If LADA is suspected, a blood test is performed, where the physician is looking for the presence of islet cell antibodies (ICA), insulin autoantibodies (IAA) and/or glutamic acid decarboxylase (a beta cell protein known as GAD). The most common is the GAD protein, but any of these can confirm a LADA diagnosis.
Additionally, the level of C-peptide, a protein generated during insulin production, should be checked in a c-peptide test as this can help the physician differentiate LADA from type 2 diabetes.

For nearly half of patients with LADA, insulin supplements taken by syringe injection or other means are required within four years of diagnosis, a sharp contrast to the average of more than 10 years for patients with type 2 diabetes.
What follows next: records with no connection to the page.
//! Provider health monitor.
//!
//! Per-tool and global failure counters plus an advisory degrade/recover
//! state machine. All counters live behind one coarse lock; the monitor never
//! blocks or alters a call.

use super::classify::classify_error;
use crate::types::HealthSettings;
use async_trait::async_trait;
use chrono::{DateTime, Local};
use serde::{Deserialize, Serialize};
use serde_json::{json, Map, Value};
use std::collections::{BTreeMap, HashMap};
use std::sync::Arc;
use std::time::Instant;
use tokio::sync::Mutex;

// =============================================================================
// Records
// =============================================================================

/// Failure statistics for one tool, or for all calls together.
#[derive(Debug, Clone, Default, PartialEq, Serialize, Deserialize)]
pub struct ErrorStats {
    pub total_calls: u64,
    pub failed_calls: u64,
    pub consecutive_failures: u32,
    pub last_error_time: Option<DateTime<Local>>,
    pub last_error_message: Option<String>,
    /// Failure counts by taxonomy label. Only tracked per tool.
    #[serde(default)]
    pub error_types: BTreeMap<String, u64>,
}

impl ErrorStats {
    /// Percentage of successful calls, two decimals; 100 with no calls.
    pub fn success_rate(&self) -> f64 {
        if self.total_calls == 0 {
            return 100.0;
        }
        let ok = (self.total_calls - self.failed_calls) as f64;
        (ok / self.total_calls as f64 * 100.0 * 100.0).round() / 100.0
    }

    fn record(&mut self, success: bool, error: Option<&str>, track_types: bool) {
        self.total_calls += 1;
        if success {
            self.consecutive_failures = 0;
            return;
        }
        self.failed_calls += 1;
        self.consecutive_failures += 1;
        self.last_error_time = Some(Local::now());
        self.last_error_message = error.map(str::to_string);
        if let (true, Some(error)) = (track_types, error) {
            *self
                .error_types
                .entry(classify_error(error).as_str().to_string())
                .or_default() += 1;
        }
    }
}

/// Outcome of one lightweight probe.
#[derive(Debug, Clone, PartialEq, Serialize, Deserialize)]
pub struct HealthCheckResult {
    pub is_healthy: bool,
    pub check_time: DateTime<Local>,
    /// Seconds.
    pub response_time: f64,
    pub error: Option<String>,
    #[serde(default)]
    pub details: Map<String, Value>,
}

/// A cheap call against a known-stable operation. Returns the row count.
#[async_trait]
pub trait HealthProbe: Send + Sync {
    async fn probe(&self) -> std::result::Result<usize, String>;
}

// =============================================================================
// Summary
// =============================================================================

#[derive(Debug, Clone, PartialEq, Serialize)]
pub struct GlobalStatsView {
    pub total_calls: u64,
    pub failed_calls: u64,
    pub success_rate: f64,
    pub consecutive_failures: u32,
    pub last_error_time: Option<DateTime<Local>>,
    pub last_error_message: Option<String>,
}

#[derive(Debug, Clone, PartialEq, Serialize)]
pub struct DegradationInfo {
    pub is_degraded: bool,
    pub degradation_start_time: Option<DateTime<Local>>,
    pub threshold: u32,
    /// Reported only; failures do not age out.
    pub window_seconds: f64,
}

#[derive(Debug, Clone, PartialEq, Serialize)]
pub struct HealthSummary {
    pub is_healthy: Option<bool>,
    pub is_degraded: bool,
    pub last_check_time: Option<DateTime<Local>>,
    pub response_time: Option<f64>,
    pub global_stats: GlobalStatsView,
    pub degradation_info: Option<DegradationInfo>,
}

/// Serializable copy of the monitor's state, for CLI persistence.
#[derive(Debug, Clone, Default, PartialEq, Serialize, Deserialize)]
pub struct HealthSnapshot {
    #[serde(default)]
    pub global: ErrorStats,
    #[serde(default)]
    pub tools: BTreeMap<String, ErrorStats>,
    #[serde(default)]
    pub is_degraded: bool,
    #[serde(default)]
    pub degradation_start_time: Option<DateTime<Local>>,
    #[serde(default)]
    pub last_check: Option<HealthCheckResult>,
}

// =============================================================================
// Monitor
// =============================================================================

#[derive(Debug, Default)]
struct MonitorState {
    tools: HashMap<String, ErrorStats>,
    global: ErrorStats,
    degraded: bool,
    degradation_start: Option<DateTime<Local>>,
    last_check: Option<HealthCheckResult>,
}

pub struct HealthMonitor {
    settings: HealthSettings,
    probe: Arc<dyn HealthProbe>,
    state: Mutex<MonitorState>,
    /// Serialises probes so concurrent `check_health` calls share one result.
    probe_gate: Mutex<()>,
}

impl std::fmt::Debug for HealthMonitor {
    fn fmt(&self, f: &mut std::fmt::Formatter<'_>) -> std::fmt::Result {
        f.debug_struct("HealthMonitor")
            .field("settings", &self.settings)
            .finish_non_exhaustive()
    }
}

impl HealthMonitor {
    pub fn new(settings: HealthSettings, probe: Arc<dyn HealthProbe>) -> Self {
        Self {
            settings,
            probe,
            state: Mutex::new(MonitorState::default()),
            probe_gate: Mutex::new(()),
        }
    }

    pub fn settings(&self) -> &HealthSettings {
        &self.settings
    }

    /// Record one call outcome and run the degradation state machine.
    pub async fn record_call(&self, tool: &str, success: bool, error: Option<&str>) {
        let mut state = self.state.lock().await;
        state
            .tools
            .entry(tool.to_string())
            .or_default()
            .record(success, error, true);
        state.global.record(success, error, false);

        let consecutive = state.global.consecutive_failures;
        // Thresholds below one behave as one.
        let threshold = self.settings.degradation_threshold.max(1);
        if consecutive >= threshold {
            if !state.degraded {
                state.degraded = true;
                state.degradation_start = Some(Local::now());
                tracing::warn!(
                    consecutive_failures = consecutive,
                    threshold,
                    "degradation_entered"
                );
            }
        } else if state.degraded && consecutive == 0 {
            state.degraded = false;
            state.degradation_start = None;
            tracing::info!("degradation_recovered");
        }
    }

    pub async fn is_degraded(&self) -> bool {
        self.state.lock().await.degraded
    }

    /// Global stats when `tool` is `None`; empty stats for unseen tools.
    pub async fn get_stats(&self, tool: Option<&str>) -> ErrorStats {
        let state = self.state.lock().await;
        match tool {
            None => state.global.clone(),
            Some(name) => state.tools.get(name).cloned().unwrap_or_default(),
        }
    }

    pub async fn get_all_stats(&self) -> BTreeMap<String, ErrorStats> {
        let state = self.state.lock().await;
        state
            .tools
            .iter()
            .map(|(k, v)| (k.clone(), v.clone()))
            .collect()
    }

    /// `None` clears everything including the degraded flag; a tool name
    /// resets only that tool's counters.
    pub async fn reset_stats(&self, tool: Option<&str>) {
        let mut state = self.state.lock().await;
        match tool {
            None => {
                state.tools.clear();
                state.global = ErrorStats::default();
                state.degraded = false;
                state.degradation_start = None;
            }
            Some(name) => {
                if let Some(stats) = state.tools.get_mut(name) {
                    *stats = ErrorStats::default();
                }
            }
        }
    }

    pub async fn get_health_summary(&self) -> HealthSummary {
        let state = self.state.lock().await;
        let check = state.last_check.as_ref();
        HealthSummary {
            is_healthy: check.map(|c| c.is_healthy),
            is_degraded: state.degraded,
            last_check_time: check.map(|c| c.check_time),
            response_time: check.map(|c| c.response_time),
            global_stats: GlobalStatsView {
                total_calls: state.global.total_calls,
                failed_calls: state.global.failed_calls,
                success_rate: state.global.success_rate(),
                consecutive_failures: state.global.consecutive_failures,
                last_error_time: state.global.last_error_time,
                last_error_message: state.global.last_error_message.clone(),
            },
            degradation_info: state.degraded.then(|| DegradationInfo {
                is_degraded: true,
                degradation_start_time: state.degradation_start,
                threshold: self.settings.degradation_threshold,
                window_seconds: self.settings.degradation_window,
            }),
        }
    }

    /// Replay the cached probe while it is fresh, otherwise probe again.
    pub async fn check_health(&self, force: bool) -> HealthCheckResult {
        let _gate = self.probe_gate.lock().await;
        if !force {
            if let Some(cached) = self.fresh_check().await {
                return cached;
            }
        }

        let result = self.perform_check().await;
        tracing::info!(
            healthy = result.is_healthy,
            response_time = result.response_time,
            error = result.error.as_deref().unwrap_or(""),
            "health_probe"
        );
        self.state.lock().await.last_check = Some(result.clone());
        result
    }

    async fn fresh_check(&self) -> Option<HealthCheckResult> {
        let state = self.state.lock().await;
        let last = state.last_check.as_ref()?;
        let age = (Local::now() - last.check_time).num_milliseconds() as f64 / 1000.0;
        (age < self.settings.health_check_interval).then(|| last.clone())
    }

    async fn perform_check(&self) -> HealthCheckResult {
        let started = Instant::now();
        let outcome = self.probe.probe().await;
        let response_time = started.elapsed().as_secs_f64();

        let (is_healthy, error, details) = match outcome {
            Ok(0) => (
                false,
                Some("empty data".to_string()),
                json!({"data_length": 0}),
            ),
            Ok(rows) => (
                true,
                None,
                json!({
                    "data_length": rows,
                    "response_time_ms": (response_time * 1000.0 * 100.0).round() / 100.0,
                }),
            ),
            Err(message) => {
                let kind = classify_error(&message);
                (false, Some(message), json!({"error_type": kind.as_str()}))
            }
        };

        HealthCheckResult {
            is_healthy,
            check_time: Local::now(),
            response_time,
            error,
            details: details.as_object().cloned().unwrap_or_default(),
        }
    }

    pub async fn snapshot(&self) -> HealthSnapshot {
        let state = self.state.lock().await;
        HealthSnapshot {
            global: state.global.clone(),
            tools: state
                .tools
                .iter()
                .map(|(k, v)| (k.clone(), v.clone()))
                .collect(),
            is_degraded: state.degraded,
            degradation_start_time: state.degradation_start,
            last_check: state.last_check.clone(),
        }
    }

    pub async fn restore(&self, snapshot: HealthSnapshot) {
        let mut state = self.state.lock().await;
        state.global = snapshot.global;
        state.tools = snapshot.tools.into_iter().collect();
        state.degraded = snapshot.is_degraded;
        state.degradation_start = snapshot.degradation_start_time;
        state.last_check = snapshot.last_check;
    }
}

// =============================================================================
// Tests
// =============================================================================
In fact, it is possible for patients to go for months or even up to six years with type 2 treatments before it becomes obvious that they have LADA – and they are usually diagnosed only when they become dependent on insulin.

Thus, if LADA has been determined, most physicians recommend that insulin treatment begin immediately upon diagnosis as it may retard the autoimmune destruction of beta cells. Studies are under way to investigate ways to preserve insulin function in patients with LADA.

Although testing for LADA is not yet routine in the diagnosis of diabetes, it is expected that early identification of the condition may one day be standard. However, routine screening most likely will take place only after an effective immune intervention is developed – one that can stop the beta cell destruction and meet the unique insulin requirements of these patients.